## PROBLEM TO SOLVE
If a line of the data below contains the string "lower", copy it into your answer.

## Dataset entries

* * * *

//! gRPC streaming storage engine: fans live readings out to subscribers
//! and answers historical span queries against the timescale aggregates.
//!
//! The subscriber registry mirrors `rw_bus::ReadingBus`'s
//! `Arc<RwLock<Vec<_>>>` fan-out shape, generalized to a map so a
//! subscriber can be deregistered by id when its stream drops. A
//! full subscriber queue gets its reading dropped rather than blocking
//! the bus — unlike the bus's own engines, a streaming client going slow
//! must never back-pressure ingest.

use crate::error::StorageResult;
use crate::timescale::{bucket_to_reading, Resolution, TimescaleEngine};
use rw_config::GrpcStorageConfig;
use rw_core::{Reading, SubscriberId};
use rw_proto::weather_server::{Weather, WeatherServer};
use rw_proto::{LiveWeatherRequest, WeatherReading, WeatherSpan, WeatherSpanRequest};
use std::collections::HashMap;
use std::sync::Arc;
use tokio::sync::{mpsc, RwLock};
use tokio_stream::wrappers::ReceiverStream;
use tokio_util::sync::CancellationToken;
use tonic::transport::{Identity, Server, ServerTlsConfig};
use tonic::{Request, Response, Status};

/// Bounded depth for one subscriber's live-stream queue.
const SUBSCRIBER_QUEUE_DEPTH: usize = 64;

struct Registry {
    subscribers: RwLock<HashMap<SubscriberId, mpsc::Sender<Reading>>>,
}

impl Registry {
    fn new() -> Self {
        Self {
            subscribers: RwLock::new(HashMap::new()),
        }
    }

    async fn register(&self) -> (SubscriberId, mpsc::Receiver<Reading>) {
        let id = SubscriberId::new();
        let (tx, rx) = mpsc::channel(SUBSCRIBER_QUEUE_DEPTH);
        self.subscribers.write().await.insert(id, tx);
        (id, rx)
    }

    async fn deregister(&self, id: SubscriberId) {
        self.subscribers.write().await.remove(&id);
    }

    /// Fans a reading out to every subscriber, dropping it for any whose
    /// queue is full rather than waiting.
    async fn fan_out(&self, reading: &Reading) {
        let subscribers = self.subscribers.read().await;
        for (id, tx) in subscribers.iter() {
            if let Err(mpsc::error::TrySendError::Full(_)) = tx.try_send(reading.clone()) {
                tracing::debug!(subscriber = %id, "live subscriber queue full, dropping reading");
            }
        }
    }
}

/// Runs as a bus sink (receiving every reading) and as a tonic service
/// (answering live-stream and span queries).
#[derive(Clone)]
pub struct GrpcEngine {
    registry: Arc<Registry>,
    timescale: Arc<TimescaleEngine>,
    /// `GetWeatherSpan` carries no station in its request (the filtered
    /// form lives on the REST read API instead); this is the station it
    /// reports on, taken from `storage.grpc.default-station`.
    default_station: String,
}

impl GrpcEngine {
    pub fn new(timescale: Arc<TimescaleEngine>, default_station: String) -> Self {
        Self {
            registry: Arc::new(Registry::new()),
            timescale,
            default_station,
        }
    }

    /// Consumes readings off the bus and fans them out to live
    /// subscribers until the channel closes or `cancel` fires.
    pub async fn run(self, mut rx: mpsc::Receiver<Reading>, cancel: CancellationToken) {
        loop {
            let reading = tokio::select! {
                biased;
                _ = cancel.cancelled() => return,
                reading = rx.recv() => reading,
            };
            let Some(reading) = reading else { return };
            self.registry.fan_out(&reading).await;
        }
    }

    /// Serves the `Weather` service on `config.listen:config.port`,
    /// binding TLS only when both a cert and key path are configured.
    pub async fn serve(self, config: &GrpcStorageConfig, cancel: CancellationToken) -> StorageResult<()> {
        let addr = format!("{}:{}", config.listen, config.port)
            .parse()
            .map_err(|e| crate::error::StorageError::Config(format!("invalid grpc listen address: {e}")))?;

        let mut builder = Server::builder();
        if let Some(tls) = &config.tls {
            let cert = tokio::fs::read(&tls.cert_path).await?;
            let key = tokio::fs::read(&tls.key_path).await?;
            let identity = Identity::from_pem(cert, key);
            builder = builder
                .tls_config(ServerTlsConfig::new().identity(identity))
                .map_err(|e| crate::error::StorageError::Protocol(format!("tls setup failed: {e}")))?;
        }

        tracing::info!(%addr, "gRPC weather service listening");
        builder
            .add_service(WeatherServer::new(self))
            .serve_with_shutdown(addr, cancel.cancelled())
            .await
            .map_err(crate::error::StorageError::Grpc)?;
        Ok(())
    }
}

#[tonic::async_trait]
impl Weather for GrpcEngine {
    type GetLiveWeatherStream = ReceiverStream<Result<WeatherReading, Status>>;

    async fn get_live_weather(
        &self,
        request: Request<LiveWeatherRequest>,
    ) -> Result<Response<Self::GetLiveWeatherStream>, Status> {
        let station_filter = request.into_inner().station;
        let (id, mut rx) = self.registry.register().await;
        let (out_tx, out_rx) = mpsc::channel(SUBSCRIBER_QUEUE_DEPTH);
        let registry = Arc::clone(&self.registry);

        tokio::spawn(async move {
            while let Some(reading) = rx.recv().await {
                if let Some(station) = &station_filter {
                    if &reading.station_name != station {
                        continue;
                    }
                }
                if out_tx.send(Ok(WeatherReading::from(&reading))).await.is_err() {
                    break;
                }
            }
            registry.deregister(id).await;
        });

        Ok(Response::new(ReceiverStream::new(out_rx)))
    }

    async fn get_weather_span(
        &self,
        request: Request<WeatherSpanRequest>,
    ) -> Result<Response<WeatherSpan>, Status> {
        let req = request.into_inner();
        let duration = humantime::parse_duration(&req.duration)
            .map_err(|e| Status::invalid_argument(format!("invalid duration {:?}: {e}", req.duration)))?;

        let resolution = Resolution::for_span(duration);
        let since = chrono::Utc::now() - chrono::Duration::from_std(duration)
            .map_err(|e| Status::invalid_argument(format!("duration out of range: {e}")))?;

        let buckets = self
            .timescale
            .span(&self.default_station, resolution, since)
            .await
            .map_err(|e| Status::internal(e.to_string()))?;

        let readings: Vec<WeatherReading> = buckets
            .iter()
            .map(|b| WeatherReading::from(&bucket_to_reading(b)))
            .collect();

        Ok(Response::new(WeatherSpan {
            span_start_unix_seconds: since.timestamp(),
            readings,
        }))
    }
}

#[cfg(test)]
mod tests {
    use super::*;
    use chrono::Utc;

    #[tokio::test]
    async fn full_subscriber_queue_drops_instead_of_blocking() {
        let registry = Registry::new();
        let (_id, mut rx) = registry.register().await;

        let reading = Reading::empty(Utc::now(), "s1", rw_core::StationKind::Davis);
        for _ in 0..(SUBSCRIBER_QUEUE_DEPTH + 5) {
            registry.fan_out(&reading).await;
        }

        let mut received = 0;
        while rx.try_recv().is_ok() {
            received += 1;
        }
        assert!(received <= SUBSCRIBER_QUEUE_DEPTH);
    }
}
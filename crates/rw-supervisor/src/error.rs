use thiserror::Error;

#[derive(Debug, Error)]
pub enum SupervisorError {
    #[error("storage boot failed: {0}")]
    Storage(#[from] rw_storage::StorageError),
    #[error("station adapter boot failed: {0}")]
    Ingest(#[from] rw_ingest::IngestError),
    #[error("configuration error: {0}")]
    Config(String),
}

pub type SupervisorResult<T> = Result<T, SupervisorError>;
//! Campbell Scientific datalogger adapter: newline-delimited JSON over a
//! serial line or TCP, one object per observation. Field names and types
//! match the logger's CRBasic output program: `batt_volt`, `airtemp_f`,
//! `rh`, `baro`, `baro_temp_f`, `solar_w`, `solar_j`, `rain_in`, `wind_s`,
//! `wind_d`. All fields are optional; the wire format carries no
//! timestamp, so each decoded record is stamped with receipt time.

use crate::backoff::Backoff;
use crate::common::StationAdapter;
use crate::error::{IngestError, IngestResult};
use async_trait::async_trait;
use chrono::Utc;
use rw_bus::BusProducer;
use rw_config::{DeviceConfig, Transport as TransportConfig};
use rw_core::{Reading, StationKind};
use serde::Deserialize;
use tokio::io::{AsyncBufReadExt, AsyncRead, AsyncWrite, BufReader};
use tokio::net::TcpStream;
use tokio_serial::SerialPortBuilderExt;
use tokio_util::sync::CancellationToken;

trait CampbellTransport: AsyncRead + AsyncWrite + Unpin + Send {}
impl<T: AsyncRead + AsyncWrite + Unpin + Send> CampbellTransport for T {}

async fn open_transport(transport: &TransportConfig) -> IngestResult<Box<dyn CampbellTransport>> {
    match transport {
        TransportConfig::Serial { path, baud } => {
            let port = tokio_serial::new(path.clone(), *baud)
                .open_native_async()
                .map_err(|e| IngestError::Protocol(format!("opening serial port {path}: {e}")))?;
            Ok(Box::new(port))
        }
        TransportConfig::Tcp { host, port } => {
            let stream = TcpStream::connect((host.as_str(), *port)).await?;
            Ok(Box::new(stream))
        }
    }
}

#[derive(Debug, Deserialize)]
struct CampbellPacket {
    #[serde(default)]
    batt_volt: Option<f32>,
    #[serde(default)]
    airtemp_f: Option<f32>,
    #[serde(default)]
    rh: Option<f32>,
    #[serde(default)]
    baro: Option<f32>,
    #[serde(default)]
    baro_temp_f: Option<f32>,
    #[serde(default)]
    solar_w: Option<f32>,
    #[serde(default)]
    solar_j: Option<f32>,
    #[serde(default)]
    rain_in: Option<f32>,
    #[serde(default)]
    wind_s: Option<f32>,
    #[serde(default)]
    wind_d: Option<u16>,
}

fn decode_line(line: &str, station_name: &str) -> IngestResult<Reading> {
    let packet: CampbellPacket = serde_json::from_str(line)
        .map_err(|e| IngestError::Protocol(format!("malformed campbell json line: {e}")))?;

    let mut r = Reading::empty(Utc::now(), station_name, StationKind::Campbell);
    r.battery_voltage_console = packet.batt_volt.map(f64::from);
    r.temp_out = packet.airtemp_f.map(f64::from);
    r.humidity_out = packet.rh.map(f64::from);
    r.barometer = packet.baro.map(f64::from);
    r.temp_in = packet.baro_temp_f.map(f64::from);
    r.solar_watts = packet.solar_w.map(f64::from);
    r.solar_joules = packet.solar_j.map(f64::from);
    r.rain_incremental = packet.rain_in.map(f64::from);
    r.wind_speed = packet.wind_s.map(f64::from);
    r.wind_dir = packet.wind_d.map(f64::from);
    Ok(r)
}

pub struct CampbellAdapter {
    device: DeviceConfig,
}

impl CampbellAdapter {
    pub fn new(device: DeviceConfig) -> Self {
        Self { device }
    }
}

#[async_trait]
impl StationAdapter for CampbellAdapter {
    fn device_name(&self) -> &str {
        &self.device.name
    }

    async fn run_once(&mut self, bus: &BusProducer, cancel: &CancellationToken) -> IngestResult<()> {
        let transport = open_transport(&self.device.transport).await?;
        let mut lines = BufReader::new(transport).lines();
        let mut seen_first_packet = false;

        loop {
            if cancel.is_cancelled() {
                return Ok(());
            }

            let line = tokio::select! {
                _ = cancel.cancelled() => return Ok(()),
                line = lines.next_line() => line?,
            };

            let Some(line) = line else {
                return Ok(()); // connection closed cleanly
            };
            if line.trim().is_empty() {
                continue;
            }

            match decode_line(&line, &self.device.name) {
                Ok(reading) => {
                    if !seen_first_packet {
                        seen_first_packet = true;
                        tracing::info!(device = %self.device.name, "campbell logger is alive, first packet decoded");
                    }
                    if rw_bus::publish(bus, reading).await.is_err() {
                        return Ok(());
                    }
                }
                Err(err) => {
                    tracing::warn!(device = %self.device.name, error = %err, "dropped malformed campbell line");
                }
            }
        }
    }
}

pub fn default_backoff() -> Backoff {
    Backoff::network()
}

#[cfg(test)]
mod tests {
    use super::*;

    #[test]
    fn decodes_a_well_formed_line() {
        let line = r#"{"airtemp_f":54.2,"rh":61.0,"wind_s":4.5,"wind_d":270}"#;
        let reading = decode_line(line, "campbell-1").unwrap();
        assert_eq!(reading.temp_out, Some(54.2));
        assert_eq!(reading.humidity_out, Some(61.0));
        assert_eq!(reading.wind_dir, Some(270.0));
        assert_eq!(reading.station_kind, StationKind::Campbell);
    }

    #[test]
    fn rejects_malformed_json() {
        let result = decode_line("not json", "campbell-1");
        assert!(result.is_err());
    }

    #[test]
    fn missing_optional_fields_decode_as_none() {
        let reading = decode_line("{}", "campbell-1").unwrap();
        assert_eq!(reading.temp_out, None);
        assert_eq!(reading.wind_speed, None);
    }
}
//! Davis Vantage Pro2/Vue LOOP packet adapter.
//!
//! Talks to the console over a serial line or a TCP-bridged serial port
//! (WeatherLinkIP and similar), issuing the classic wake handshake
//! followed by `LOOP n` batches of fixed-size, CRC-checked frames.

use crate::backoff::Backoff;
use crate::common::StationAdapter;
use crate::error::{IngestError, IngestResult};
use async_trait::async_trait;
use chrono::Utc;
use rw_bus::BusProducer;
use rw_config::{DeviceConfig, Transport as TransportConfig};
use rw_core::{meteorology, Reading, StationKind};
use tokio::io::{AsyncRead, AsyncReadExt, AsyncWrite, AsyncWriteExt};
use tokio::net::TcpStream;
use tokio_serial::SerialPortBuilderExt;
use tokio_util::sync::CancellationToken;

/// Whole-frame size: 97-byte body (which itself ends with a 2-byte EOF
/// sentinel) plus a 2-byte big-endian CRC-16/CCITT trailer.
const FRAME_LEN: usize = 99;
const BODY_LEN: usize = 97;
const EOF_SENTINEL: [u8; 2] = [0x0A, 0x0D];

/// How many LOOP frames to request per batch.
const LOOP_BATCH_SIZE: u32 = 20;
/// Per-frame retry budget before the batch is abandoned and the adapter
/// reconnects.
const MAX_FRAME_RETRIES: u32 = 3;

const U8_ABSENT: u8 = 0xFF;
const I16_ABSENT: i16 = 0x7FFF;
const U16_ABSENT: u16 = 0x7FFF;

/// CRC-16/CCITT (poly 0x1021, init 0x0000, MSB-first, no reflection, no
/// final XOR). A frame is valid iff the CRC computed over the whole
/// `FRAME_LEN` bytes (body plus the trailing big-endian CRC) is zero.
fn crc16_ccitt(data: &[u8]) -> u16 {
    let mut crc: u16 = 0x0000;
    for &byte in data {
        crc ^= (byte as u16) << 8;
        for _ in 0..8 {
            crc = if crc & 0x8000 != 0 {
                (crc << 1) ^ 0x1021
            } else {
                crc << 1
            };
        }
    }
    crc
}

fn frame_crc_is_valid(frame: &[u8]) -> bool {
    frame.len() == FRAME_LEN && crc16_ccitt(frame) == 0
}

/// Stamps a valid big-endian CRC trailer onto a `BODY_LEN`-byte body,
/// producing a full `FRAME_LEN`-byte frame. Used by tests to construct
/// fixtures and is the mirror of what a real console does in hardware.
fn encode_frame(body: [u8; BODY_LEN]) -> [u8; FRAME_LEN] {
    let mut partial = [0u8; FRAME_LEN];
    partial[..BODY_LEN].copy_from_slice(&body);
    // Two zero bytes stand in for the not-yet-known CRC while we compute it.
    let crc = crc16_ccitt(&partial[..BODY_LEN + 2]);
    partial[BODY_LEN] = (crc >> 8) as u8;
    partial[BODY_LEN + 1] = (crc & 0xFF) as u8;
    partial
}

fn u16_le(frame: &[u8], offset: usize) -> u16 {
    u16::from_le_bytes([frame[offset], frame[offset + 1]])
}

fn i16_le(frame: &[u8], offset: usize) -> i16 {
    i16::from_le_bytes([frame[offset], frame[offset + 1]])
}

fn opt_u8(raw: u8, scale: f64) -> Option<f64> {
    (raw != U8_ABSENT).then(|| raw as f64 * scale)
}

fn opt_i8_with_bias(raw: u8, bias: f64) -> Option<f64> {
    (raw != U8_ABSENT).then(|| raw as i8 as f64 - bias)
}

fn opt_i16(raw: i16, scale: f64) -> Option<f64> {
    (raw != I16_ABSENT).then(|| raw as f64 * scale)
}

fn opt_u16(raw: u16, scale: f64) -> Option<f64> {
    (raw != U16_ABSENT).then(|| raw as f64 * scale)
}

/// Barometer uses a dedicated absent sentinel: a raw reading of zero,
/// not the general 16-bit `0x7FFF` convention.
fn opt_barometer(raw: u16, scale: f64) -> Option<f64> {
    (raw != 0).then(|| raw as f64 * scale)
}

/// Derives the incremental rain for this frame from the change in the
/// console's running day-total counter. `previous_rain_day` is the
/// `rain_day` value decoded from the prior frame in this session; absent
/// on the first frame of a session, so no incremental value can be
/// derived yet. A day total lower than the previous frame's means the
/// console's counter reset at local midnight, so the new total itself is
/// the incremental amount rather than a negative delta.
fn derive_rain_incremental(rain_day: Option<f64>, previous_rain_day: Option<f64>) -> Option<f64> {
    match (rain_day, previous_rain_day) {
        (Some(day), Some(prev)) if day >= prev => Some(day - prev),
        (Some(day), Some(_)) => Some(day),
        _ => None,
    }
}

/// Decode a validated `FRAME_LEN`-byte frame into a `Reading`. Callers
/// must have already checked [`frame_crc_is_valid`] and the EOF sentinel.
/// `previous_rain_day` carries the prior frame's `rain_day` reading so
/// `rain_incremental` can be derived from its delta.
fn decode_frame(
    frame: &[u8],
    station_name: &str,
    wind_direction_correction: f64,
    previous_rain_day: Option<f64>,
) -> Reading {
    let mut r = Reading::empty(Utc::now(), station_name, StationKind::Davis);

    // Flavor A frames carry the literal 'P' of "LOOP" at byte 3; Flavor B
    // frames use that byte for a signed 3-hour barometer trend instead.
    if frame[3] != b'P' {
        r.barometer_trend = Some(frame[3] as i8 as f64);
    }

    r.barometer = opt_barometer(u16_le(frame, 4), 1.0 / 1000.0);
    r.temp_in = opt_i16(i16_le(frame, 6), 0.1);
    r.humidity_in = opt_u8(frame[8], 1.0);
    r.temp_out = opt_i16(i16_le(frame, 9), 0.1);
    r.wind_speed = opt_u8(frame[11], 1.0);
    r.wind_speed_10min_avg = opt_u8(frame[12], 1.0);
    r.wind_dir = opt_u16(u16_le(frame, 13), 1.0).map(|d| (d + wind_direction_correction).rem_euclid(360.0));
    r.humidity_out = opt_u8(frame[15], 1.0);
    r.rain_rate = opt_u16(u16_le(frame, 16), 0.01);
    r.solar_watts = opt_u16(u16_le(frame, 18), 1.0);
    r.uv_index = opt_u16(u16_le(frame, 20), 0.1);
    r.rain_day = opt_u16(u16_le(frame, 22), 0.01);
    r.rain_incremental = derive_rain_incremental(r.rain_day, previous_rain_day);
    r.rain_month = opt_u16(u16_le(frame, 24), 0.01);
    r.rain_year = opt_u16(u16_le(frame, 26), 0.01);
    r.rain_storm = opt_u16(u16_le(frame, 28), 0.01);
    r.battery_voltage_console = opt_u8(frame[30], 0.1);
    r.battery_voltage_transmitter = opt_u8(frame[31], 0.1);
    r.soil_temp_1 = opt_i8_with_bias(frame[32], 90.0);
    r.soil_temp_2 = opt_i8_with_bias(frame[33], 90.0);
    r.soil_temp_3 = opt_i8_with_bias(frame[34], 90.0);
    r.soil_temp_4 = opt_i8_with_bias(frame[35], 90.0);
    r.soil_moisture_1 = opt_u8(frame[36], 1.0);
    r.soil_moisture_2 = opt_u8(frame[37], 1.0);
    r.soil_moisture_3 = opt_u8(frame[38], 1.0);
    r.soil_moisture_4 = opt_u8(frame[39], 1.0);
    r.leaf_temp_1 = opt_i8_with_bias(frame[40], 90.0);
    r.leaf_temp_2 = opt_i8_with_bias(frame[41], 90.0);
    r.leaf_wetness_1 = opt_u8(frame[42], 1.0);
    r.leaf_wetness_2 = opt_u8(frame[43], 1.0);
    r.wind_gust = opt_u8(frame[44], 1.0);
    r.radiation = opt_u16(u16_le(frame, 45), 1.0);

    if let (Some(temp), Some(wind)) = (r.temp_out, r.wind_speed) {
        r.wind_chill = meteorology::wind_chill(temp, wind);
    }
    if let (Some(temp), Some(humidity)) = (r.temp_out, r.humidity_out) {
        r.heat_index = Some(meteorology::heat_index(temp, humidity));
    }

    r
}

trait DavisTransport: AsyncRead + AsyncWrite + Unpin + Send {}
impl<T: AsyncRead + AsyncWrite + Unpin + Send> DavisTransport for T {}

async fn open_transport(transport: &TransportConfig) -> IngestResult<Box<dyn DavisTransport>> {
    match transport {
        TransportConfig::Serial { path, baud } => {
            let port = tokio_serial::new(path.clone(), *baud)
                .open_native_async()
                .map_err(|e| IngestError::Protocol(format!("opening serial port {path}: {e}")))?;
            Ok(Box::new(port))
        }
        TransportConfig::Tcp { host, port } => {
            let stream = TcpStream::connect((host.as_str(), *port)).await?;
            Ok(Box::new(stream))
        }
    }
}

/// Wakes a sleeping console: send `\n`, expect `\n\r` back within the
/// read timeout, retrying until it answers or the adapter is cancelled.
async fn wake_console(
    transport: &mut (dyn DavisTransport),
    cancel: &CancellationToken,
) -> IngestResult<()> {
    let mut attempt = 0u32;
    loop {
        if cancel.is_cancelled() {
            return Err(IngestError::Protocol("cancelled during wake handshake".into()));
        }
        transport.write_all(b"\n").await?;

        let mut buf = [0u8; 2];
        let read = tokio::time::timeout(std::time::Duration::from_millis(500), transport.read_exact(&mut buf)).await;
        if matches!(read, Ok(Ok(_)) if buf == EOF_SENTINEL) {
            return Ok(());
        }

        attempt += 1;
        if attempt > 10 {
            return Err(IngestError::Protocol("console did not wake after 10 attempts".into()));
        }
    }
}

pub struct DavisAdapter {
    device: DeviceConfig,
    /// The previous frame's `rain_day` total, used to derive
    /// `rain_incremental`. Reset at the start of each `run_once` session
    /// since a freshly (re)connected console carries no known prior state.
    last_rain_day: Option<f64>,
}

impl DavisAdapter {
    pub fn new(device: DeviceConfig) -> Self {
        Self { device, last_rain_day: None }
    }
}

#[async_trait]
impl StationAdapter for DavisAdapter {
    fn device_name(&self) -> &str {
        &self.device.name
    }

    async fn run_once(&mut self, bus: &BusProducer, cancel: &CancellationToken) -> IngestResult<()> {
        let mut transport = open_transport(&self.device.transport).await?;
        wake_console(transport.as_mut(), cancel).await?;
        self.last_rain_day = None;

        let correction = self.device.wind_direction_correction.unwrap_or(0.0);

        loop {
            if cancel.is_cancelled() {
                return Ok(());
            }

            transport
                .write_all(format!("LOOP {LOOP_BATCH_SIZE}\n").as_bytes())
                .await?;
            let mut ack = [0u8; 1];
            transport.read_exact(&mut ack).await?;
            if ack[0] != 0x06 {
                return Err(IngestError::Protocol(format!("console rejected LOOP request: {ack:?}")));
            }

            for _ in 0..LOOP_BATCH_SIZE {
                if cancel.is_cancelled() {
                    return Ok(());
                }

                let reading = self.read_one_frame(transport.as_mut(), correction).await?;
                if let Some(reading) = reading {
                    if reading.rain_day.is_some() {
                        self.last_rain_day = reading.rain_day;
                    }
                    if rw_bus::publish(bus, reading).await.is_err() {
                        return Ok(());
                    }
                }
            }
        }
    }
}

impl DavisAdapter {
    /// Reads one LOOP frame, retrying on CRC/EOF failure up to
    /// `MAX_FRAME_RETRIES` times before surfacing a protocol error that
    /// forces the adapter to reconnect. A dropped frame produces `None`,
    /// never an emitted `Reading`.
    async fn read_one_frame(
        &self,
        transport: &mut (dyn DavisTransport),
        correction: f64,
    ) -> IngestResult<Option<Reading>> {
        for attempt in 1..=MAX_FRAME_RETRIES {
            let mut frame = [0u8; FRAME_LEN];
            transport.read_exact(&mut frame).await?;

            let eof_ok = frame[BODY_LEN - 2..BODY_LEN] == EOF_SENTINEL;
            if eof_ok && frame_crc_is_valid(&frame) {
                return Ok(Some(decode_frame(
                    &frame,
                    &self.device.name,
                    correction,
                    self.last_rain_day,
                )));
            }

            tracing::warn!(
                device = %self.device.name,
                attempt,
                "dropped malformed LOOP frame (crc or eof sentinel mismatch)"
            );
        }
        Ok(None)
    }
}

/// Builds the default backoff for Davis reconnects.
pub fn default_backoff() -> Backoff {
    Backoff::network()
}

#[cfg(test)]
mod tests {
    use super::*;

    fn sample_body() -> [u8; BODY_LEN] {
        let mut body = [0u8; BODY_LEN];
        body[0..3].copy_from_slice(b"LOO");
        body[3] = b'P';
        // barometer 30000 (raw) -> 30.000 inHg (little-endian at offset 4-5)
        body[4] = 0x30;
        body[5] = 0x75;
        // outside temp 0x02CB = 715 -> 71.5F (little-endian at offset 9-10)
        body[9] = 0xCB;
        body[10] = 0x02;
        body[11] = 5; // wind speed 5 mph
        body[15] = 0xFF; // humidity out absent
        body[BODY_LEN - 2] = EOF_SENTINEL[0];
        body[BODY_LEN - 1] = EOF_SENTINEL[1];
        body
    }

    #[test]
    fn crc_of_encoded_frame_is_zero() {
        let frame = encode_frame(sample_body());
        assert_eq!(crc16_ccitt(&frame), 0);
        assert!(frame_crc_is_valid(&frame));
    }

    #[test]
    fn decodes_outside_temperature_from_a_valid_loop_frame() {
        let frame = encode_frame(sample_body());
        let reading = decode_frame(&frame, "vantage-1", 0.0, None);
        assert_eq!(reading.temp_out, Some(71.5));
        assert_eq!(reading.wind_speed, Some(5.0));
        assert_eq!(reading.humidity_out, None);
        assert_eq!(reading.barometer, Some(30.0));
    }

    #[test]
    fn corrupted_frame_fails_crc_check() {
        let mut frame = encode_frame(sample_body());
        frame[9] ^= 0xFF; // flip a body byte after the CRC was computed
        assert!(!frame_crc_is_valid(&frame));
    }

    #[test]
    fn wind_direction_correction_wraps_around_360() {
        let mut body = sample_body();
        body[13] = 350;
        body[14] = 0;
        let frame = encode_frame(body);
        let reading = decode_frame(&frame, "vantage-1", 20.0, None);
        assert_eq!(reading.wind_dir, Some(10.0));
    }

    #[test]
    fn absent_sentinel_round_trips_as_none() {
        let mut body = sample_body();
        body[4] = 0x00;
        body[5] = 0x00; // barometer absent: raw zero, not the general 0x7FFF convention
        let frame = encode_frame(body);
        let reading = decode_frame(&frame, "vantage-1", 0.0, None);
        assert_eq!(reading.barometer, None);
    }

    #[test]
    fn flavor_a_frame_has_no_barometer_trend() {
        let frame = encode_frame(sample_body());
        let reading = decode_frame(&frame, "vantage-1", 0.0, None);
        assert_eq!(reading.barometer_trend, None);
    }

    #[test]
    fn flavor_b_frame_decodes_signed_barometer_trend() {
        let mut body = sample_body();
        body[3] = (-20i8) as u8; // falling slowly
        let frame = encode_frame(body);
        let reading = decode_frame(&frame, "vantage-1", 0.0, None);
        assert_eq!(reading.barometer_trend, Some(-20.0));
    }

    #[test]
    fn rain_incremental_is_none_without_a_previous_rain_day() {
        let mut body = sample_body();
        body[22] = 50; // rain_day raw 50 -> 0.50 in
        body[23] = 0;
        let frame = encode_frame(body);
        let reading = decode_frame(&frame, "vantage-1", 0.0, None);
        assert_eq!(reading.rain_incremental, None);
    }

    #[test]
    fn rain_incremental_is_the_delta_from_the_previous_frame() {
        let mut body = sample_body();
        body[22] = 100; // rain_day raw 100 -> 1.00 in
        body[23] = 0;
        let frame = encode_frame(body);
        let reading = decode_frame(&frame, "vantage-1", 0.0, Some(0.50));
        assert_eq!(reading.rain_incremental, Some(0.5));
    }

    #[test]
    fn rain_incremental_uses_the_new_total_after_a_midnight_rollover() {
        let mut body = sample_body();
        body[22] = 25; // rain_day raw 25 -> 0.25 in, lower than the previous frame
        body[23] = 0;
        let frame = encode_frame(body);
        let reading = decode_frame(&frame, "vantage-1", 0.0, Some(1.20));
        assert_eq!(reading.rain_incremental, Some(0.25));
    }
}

* * * *

## ANSWER FOR THIS EXERCISE
/// derived yet. A day total lower than the previous frame's means the
        body[22] = 25; // rain_day raw 25 -> 0.25 in, lower than the previous frame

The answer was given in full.